Cover versions are sparsely sown. Even among the renowned, loyal Dylan fans, such as Jimmy LaFave, Joan Baez, Barb Jungr, this is a song that is left on the pile. Only the devout disciple Robyn Hitchcock has Homer on his repertoire – an unusually well-groomed, dressed up version, with band, violin, second voice and all. And a funny, fitting she loves you, yeah yeah yeah coda. Fairport Convention picks up the song early, but rejects it for the masterpiece Liege & Lief (1969). Live recordings from the BBC at the time show that Richard Thompson and his band know how to turn it into a beautiful country folk miniature. A second run-up, on Red & Gold (1996), is overproduced and lacks the charm of a quarter of a century earlier.

Equally charming and about the same age are the other covers that are worth listening to.

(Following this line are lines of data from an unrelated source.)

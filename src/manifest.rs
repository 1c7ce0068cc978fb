//! Copyright © 2025-2026 Gearbox Team. All Rights Reserved.
//!
//! This file is part of Cog.
//! The Cog project belongs to the Gearbox Team.
//!
//! Licensed under the Apache License, Version 2.0 (the "License");
//! You may not use this file except in compliance with the License.
//! You may obtain a copy of the License at
//!
//!     http://www.apache.org/licenses/LICENSE-2.0
//!
//! Unless required by applicable law or agreed to in writing, software
//! distributed under the License is distributed on an "AS IS" BASIS,
//! WITHOUT WARRANTIES OR CONDITIONS OF ANY KIND, either express or implied.
//! See the License for the specific language governing permissions and
//! limitations under the License.

//! # Archive Metadata Reader
//!
//! Opens a plugin archive, reads the `plugin.properties` metadata resource,
//! and produces an immutable `CogPluginMetadata` record. Also discovers
//! every localized resource bundle matching the naming convention derived
//! from the main-entry identifier.
//!
//! ## Archive Metadata Resource
//!
//! The metadata resource is a Java-style properties file keyed by:
//!
//! - `plugin.mainclass` (mandatory main-entry identifier)
//! - `plugin.version`
//! - `plugin.author`
//! - `plugin.default.name`
//! - `plugin.default.description`
//! - `plugin.core.hasHelp`
//! - `plugin.core.defaultLocal`
//!
//! A malformed or missing resource never aborts a scan: the archive is
//! skipped with a warning and `Ok(None)` is returned.

use std::collections::{BTreeSet, HashMap};
use std::fs::File;
use std::io::Read;
use std::path::{Path, PathBuf};

use serde::{Deserialize, Serialize};
use zip::ZipArchive;

use crate::errors::Result;

/// Name of the metadata resource inside a plugin archive.
pub const COG_METADATA_RESOURCE: &str = "plugin.properties";

const KEY_MAIN_ENTRY: &str = "plugin.mainclass";
const KEY_VERSION: &str = "plugin.version";
const KEY_AUTHOR: &str = "plugin.author";
const KEY_DEFAULT_NAME: &str = "plugin.default.name";
const KEY_DEFAULT_DESCRIPTION: &str = "plugin.default.description";
const KEY_HAS_HELP: &str = "plugin.core.hasHelp";
const KEY_DEFAULT_LOCALE: &str = "plugin.core.defaultLocal";

/// Immutable metadata record produced once at scan time. Downstream
/// components reference entries by `main_entry`, never by owning the record.
#[derive(Clone, Debug, Serialize, Deserialize)]
pub struct CogPluginMetadata {
    /// Path of the archive this record was read from.
    pub archive_path: PathBuf,
    /// Main-entry identifier, the unique key of this plugin type across
    /// metadata, dependency, and container lookups.
    pub main_entry: String,
    pub version: String,
    pub author: String,
    /// Default display name, used when the translation facility has no
    /// localized entry.
    pub default_name: String,
    pub default_description: String,
    /// Whether the archive bundles help content.
    pub has_help: bool,
    /// Locales for which a resource bundle was found in the archive.
    pub locales: BTreeSet<String>,
    pub default_locale: String,
}

impl CogPluginMetadata {
    /// Filename of the archive, as matched against external-archive
    /// requirements of other plugins.
    pub fn archive_name(&self) -> String {
        self.archive_path
            .file_name()
            .map(|n| n.to_string_lossy().into_owned())
            .unwrap_or_default()
    }

    /// Last segment of the main-entry identifier.
    pub fn entry_name(&self) -> &str {
        self.main_entry
            .rsplit('.')
            .next()
            .unwrap_or(&self.main_entry)
    }
}

/// Reader producing `CogPluginMetadata` records from plugin archives.
#[derive(Debug, Default)]
pub struct CogMetadataReader;

impl CogMetadataReader {
    /// Read the metadata record of the archive at `path`.
    ///
    /// Returns `Ok(None)` when the archive carries no recognizable metadata
    /// resource or the resource does not name a main-entry identifier; the
    /// caller is expected to continue scanning.
    pub fn read(path: &Path) -> Result<Option<CogPluginMetadata>> {
        let file = File::open(path)?;
        let mut archive = match ZipArchive::new(file) {
            Ok(archive) => archive,
            Err(err) => {
                log::warn!(
                    "manifest.read.not_an_archive: skipping unreadable archive - path={}, error={}",
                    path.to_string_lossy(),
                    err
                );
                return Ok(None);
            }
        };

        let properties = {
            let mut resource = match archive.by_name(COG_METADATA_RESOURCE) {
                Ok(resource) => resource,
                Err(_) => {
                    log::warn!(
                        "manifest.read.no_metadata: archive has no {} resource - path={}",
                        COG_METADATA_RESOURCE,
                        path.to_string_lossy()
                    );
                    return Ok(None);
                }
            };
            let mut text = String::new();
            if let Err(err) = resource.read_to_string(&mut text) {
                log::warn!(
                    "manifest.read.unreadable_metadata: metadata resource is not readable text - path={}, error={}",
                    path.to_string_lossy(),
                    err
                );
                return Ok(None);
            }
            parse_properties(&text)
        };

        let main_entry = match properties.get(KEY_MAIN_ENTRY) {
            Some(entry) if !entry.is_empty() => entry.clone(),
            _ => {
                log::warn!(
                    "manifest.read.no_main_entry: metadata names no {} - path={}",
                    KEY_MAIN_ENTRY,
                    path.to_string_lossy()
                );
                return Ok(None);
            }
        };

        let locales = scan_locales(&mut archive, &main_entry);
        let metadata = CogPluginMetadata {
            archive_path: path.to_path_buf(),
            main_entry: main_entry.clone(),
            version: properties.get(KEY_VERSION).cloned().unwrap_or_default(),
            author: properties.get(KEY_AUTHOR).cloned().unwrap_or_default(),
            default_name: properties
                .get(KEY_DEFAULT_NAME)
                .cloned()
                .unwrap_or_else(|| main_entry.clone()),
            default_description: properties
                .get(KEY_DEFAULT_DESCRIPTION)
                .cloned()
                .unwrap_or_default(),
            has_help: properties
                .get(KEY_HAS_HELP)
                .map(|v| v.eq_ignore_ascii_case("true"))
                .unwrap_or(false),
            locales,
            default_locale: properties
                .get(KEY_DEFAULT_LOCALE)
                .cloned()
                .unwrap_or_else(|| "en".to_string()),
        };

        log::info!(
            "manifest.read.loaded: plugin metadata loaded - path={}, entry={}, version={}, locales={}",
            path.to_string_lossy(),
            metadata.main_entry,
            metadata.version,
            metadata.locales.len()
        );
        Ok(Some(metadata))
    }
}

/// Parse a Java-style properties resource: `key=value` or `key: value`
/// lines, `#`/`!` comments, surrounding whitespace trimmed.
pub fn parse_properties(text: &str) -> HashMap<String, String> {
    let mut out = HashMap::new();
    for line in text.lines() {
        let line = line.trim();
        if line.is_empty() || line.starts_with('#') || line.starts_with('!') {
            continue;
        }
        let split = line
            .find('=')
            .or_else(|| line.find(':'))
            .map(|idx| (&line[..idx], &line[idx + 1..]));
        if let Some((key, value)) = split {
            let key = key.trim();
            if !key.is_empty() {
                out.insert(key.to_string(), value.trim().to_string());
            }
        }
    }
    out
}

/// Resource-bundle path prefix derived from the main-entry identifier:
/// the entry `a.b.Widget` maps to bundles `a/b/Widget_<locale>.properties`.
fn bundle_prefix(main_entry: &str) -> String {
    let mut path = main_entry.replace('.', "/");
    path.push('_');
    path
}

/// Collect the locales of every bundle resource matching the main entry's
/// naming convention.
fn scan_locales<R: Read + std::io::Seek>(
    archive: &mut ZipArchive<R>,
    main_entry: &str,
) -> BTreeSet<String> {
    let prefix = bundle_prefix(main_entry);
    let mut locales = BTreeSet::new();
    for name in archive.file_names() {
        if let Some(rest) = name.strip_prefix(&prefix) {
            if let Some(locale) = rest.strip_suffix(".properties") {
                if !locale.is_empty() && !locale.contains('/') {
                    locales.insert(locale.to_string());
                }
            }
        }
    }
    locales
}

Jake & The Family Jewels, an obscure band from New York, record a very nice, cheerful jumpy version with dominant country-fiddle on their beautiful debut album from 1970.

https://youtu.be/L7q6U7pSmEk

Even more obscure is the British progrock group Titus Groan, 1970 again, whose only LP nowadays is a high priced (around € 750,-) collector’s item. Their version of “Open The Door, Homer” is on a separate single and has an attractive, propulsive drive, Roxy Music-like saxophone honking and an antiquarian charm at all.

The best Basement covers are usually on the underestimated jewel Lo And Behold! by Coulson, Dean, McGuinness, Flint (1972), and indeed: this song the frizzy gentlemen perform perfectly as well. But in the end that version is still flat, compared to the most famous interpretation, the one by the one-hit wonder Thunderclap Newman on their only, classic album Hollywood Dream from 1970. The band, under the wings of their compassionate patron Pete Townshend, achieves immortality with the world hit “Something In The Air”, but deserves just as much appreciation for that one LP. Their “Open The Door, Homer” has a wonderful, melancholic colouring – just like that rough, beautiful original from the Big Pink.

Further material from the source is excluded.